Task: The lines below that include "TypeEnv" are to be found and copied.

[Collected data entries]

┌────────

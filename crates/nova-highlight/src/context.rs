//! Per-file state threaded through one highlighting pass.
//!
//! A [`FileContext`] is created fresh for every pass and dropped when the pass ends. Besides the
//! inputs it carries the traversal path and the cross-reference accumulators some rules need
//! (single-type imports seen so far, reported inheritance cycles, writes to final variables,
//! reassigned parameters).

use std::collections::{HashMap, HashSet};

use nova_config::HighlightingConfig;
use nova_core::{JavaLanguageLevel, LineIndex, TextRange};
use nova_hir::{
    ClassContainer, ClassDeclId, ExprId, ExprKind, JavaFile, MethodDeclId, Modifier, NodeId,
    Symbol, VarId, VarKind,
};
use nova_types::{ClassId, Type, TypeEnv};

use crate::model::ProgramModel;

/// A lexically enclosing class, seen from the current node.
#[derive(Debug, Clone, Copy, PartialEq, Eq)]
pub(crate) struct ClassFrame {
    pub decl: ClassDeclId,
    pub def: ClassId,
    /// An instance of this class is available at the current node.
    pub has_instance: bool,
}

/// A variable that can be written: a local (or parameter) or a field.
#[derive(Debug, Clone, Copy, PartialEq, Eq, Hash)]
pub(crate) enum VarKey {
    Local(VarId),
    Field(ClassId, usize),
}

pub(crate) struct FileContext<'a> {
    pub model: &'a dyn ProgramModel,
    pub env: &'a dyn TypeEnv,
    pub file: &'a JavaFile,
    pub level: JavaLanguageLevel,
    pub config: &'a HighlightingConfig,
    pub line_index: LineIndex,
    /// Ancestors of the node being checked, outermost first.
    pub path: Vec<NodeId>,
    /// Simple name to class for the single-type imports visited so far.
    pub single_imports: HashMap<String, ClassId>,
    /// Classes already reported as part of an inheritance cycle.
    pub reported_cycles: HashSet<ClassId>,
    /// Path to the first write of a final variable, per enclosing member.
    pub final_writes: HashMap<(NodeId, VarKey), Vec<NodeId>>,
    reassigned: Option<HashSet<VarId>>,
}

impl<'a> FileContext<'a> {
    pub fn new(
        model: &'a dyn ProgramModel,
        file: &'a JavaFile,
        config: &'a HighlightingConfig,
    ) -> Self {
        Self {
            model,
            env: model.env(),
            file,
            level: model.language_level(file).unwrap_or(config.language_level),
            config,
            line_index: LineIndex::new(&file.text),
            path: Vec::new(),
            single_imports: HashMap::new(),
            reported_cycles: HashSet::new(),
            final_writes: HashMap::new(),
            reassigned: None,
        }
    }

    pub fn parent(&self) -> Option<NodeId> {
        self.path.last().copied()
    }

    pub fn grandparent(&self) -> Option<NodeId> {
        self.path.len().checked_sub(2).map(|idx| self.path[idx])
    }

    /// The innermost class around the current node.
    pub fn enclosing_class(&self) -> Option<ClassDeclId> {
        self.path.iter().rev().find_map(|node| match node {
            NodeId::Class(id) => Some(*id),
            _ => None,
        })
    }

    pub fn current_class_def(&self) -> Option<ClassId> {
        self.enclosing_class().map(|id| self.file.classes[id].def)
    }

    /// The innermost member (method, initializer, field or enum constant) around the current
    /// node, without crossing a class boundary.
    pub fn enclosing_member(&self) -> Option<NodeId> {
        for node in self.path.iter().rev() {
            match *node {
                NodeId::Method(_) | NodeId::Initializer(_) | NodeId::EnumConstant(_) => {
                    return Some(*node)
                }
                NodeId::Var(id) if self.file.vars[id].is_field() => return Some(*node),
                NodeId::Class(_) => return None,
                _ => {}
            }
        }
        None
    }

    pub fn enclosing_method(&self) -> Option<MethodDeclId> {
        match self.enclosing_member() {
            Some(NodeId::Method(id)) => Some(id),
            _ => None,
        }
    }

    /// Enclosing classes, innermost first, with whether an instance of each is in scope.
    pub fn class_chain(&self) -> Vec<ClassFrame> {
        let file = self.file;
        let mut frames = Vec::new();
        let mut member_static = false;
        let mut blocked = false;
        for node in self.path.iter().rev() {
            match *node {
                NodeId::Method(id) => member_static |= file.methods[id].modifiers.has(Modifier::Static),
                NodeId::Initializer(id) => member_static |= file.initializers[id].is_static(),
                NodeId::Var(id) => {
                    let var = &file.vars[id];
                    if let VarKind::Field { owner, .. } = var.kind {
                        member_static |= var.modifiers.has(Modifier::Static)
                            || file.classes[owner].kind.is_interface();
                    }
                }
                NodeId::EnumConstant(_) => member_static = true,
                NodeId::Class(id) => {
                    let decl = &file.classes[id];
                    frames.push(ClassFrame {
                        decl: id,
                        def: decl.def,
                        has_instance: !blocked && !member_static && !decl.kind.is_interface(),
                    });
                    let nested_static = !matches!(
                        decl.container,
                        ClassContainer::Local | ClassContainer::Anonymous
                    ) && decl.is_static_context();
                    if member_static || nested_static {
                        blocked = true;
                    }
                    member_static = false;
                }
                _ => {}
            }
        }
        frames
    }

    /// The class under construction when the current node sits in the arguments of an explicit
    /// `this(...)` or `super(...)` call.
    pub fn constructor_prologue(&self) -> Option<ClassDeclId> {
        let mut inside = false;
        for node in self.path.iter().rev() {
            match *node {
                NodeId::Expr(id) => {
                    if matches!(self.file.exprs[id].kind, ExprKind::ConstructorCall { .. }) {
                        inside = true;
                    }
                }
                NodeId::Method(id) => {
                    let method = &self.file.methods[id];
                    return (inside && method.is_constructor()).then_some(method.owner);
                }
                NodeId::Class(_) | NodeId::Initializer(_) | NodeId::Var(_) => return None,
                _ => {}
            }
        }
        None
    }

    /// Whether parameter `var` is assigned anywhere in the file.
    pub fn is_reassigned(&mut self, var: VarId) -> bool {
        let file = self.file;
        self.reassigned
            .get_or_insert_with(|| {
                file.expr_ids()
                    .filter_map(|id| match &file.exprs[id].kind {
                        ExprKind::Assign { target, .. } => Some(*target),
                        ExprKind::Unary { op, operand, .. } if op.is_increment() => Some(*operand),
                        _ => None,
                    })
                    .filter_map(|target| match &file.exprs[file.skip_parens(target)].kind {
                        ExprKind::Name {
                            resolution, ..
                        } => match resolution.symbol {
                            Some(Symbol::Local(var))
                                if matches!(file.vars[var].kind, VarKind::Parameter { .. }) =>
                            {
                                Some(var)
                            }
                            _ => None,
                        },
                        _ => None,
                    })
                    .collect()
            })
            .contains(&var)
    }

    /// `def` parameterized by its own type variables, as `this` sees it.
    pub fn class_type(&self, def: ClassId) -> Type {
        let args = self
            .env
            .class(def)
            .map(|c| c.type_params.iter().map(|tp| Type::TypeVar(*tp)).collect())
            .unwrap_or_default();
        Type::class(def, args)
    }

    pub fn expr_type(&self, expr: ExprId) -> &Type {
        &self.file.exprs[self.file.skip_parens(expr)].ty
    }

    /// The symbol a (possibly parenthesized) name or field access resolved to.
    pub fn symbol(&self, expr: ExprId) -> Option<&Symbol> {
        match &self.file.exprs[self.file.skip_parens(expr)].kind {
            ExprKind::Name { resolution, .. } | ExprKind::FieldAccess { resolution, .. } => {
                resolution.symbol.as_ref()
            }
            _ => None,
        }
    }

    pub fn class_name(&self, def: ClassId) -> String {
        self.env
            .class(def)
            .map(|c| c.qualified_name())
            .unwrap_or_default()
    }

    pub fn text(&self, range: TextRange) -> &str {
        self.file.slice(range)
    }

    /// Whether diagnostics at `offset` render after the end of the line.
    pub fn at_line_end(&self, offset: nova_core::TextSize) -> bool {
        self.line_index.is_line_end(offset)
    }
}
//! # Gridlink
//!
//! Chunked tile world with optimistic client/server move synchronization.
//!
//! ## Architecture
//!
//! ```text
//! ┌─────────────────────────────────────────────────────────────┐
//! │                       GRIDLINK SERVER                        │
//! ├─────────────────────────────────────────────────────────────┤
//! │  core/            - Grid primitives                          │
//! │  ├── point.rs     - Integer positions and directions         │
//! │  └── rect.rs      - Axis-aligned areas                       │
//! │                                                              │
//! │  map/             - World engine (shared by both sides)      │
//! │  ├── tile.rs      - Tiles, entities, behavior hooks          │
//! │  ├── tiles.rs     - Tile catalog                             │
//! │  ├── chunk.rs     - 8x8 blocks of tiles                      │
//! │  ├── storage.rs   - Chunk persistence                        │
//! │  ├── loader.rs    - Chunk cache with shared loads            │
//! │  ├── dependency.rs- Dependency graph and propagation         │
//! │  ├── transaction.rs- Layered, cancellable change sets        │
//! │  └── world.rs     - Map orchestrator and move protocol       │
//! │                                                              │
//! │  network/         - Synchronization                          │
//! │  ├── server.rs    - Authoritative move arbitration           │
//! │  ├── client.rs    - Optimistic replica                       │
//! │  ├── session.rs   - Connections and chunk subscriptions      │
//! │  ├── scheduler.rs - Deferred follow-ups                      │
//! │  ├── protocol.rs  - Message types                            │
//! │  ├── websocket.rs - WebSocket front end                      │
//! │  ├── link.rs      - Client transports                        │
//! │  └── remote.rs    - Client chunk storage                     │
//! └─────────────────────────────────────────────────────────────┘
//! ```
//!
//! ## Versioning
//!
//! Every commit with changes takes the next value of a single per-map
//! counter and stamps it on every tile it wrote. A client sends the
//! versions it read along with each move; the server rejects the move if
//! any of them is behind its own and returns fresh chunks instead.

#![warn(missing_docs)]
#![warn(clippy::all)]
#![deny(unsafe_code)]

pub mod core;
pub mod map;
pub mod network;

// Re-export commonly used types
pub use core::{Point, Rect};
pub use map::{Chunk, ChunkIndex, Map, MapConfig, Tile, TileInfo, TileKind, CHUNK_SIZE};
pub use network::{GameClient, GameServer, ServerConfig};

/// Crate version
pub const VERSION: &str = env!("CARGO_PKG_VERSION");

└────────

Answer for this exercise:
use nova_types::{ClassId, Type, TypeEnv};
    pub env: &'a dyn TypeEnv,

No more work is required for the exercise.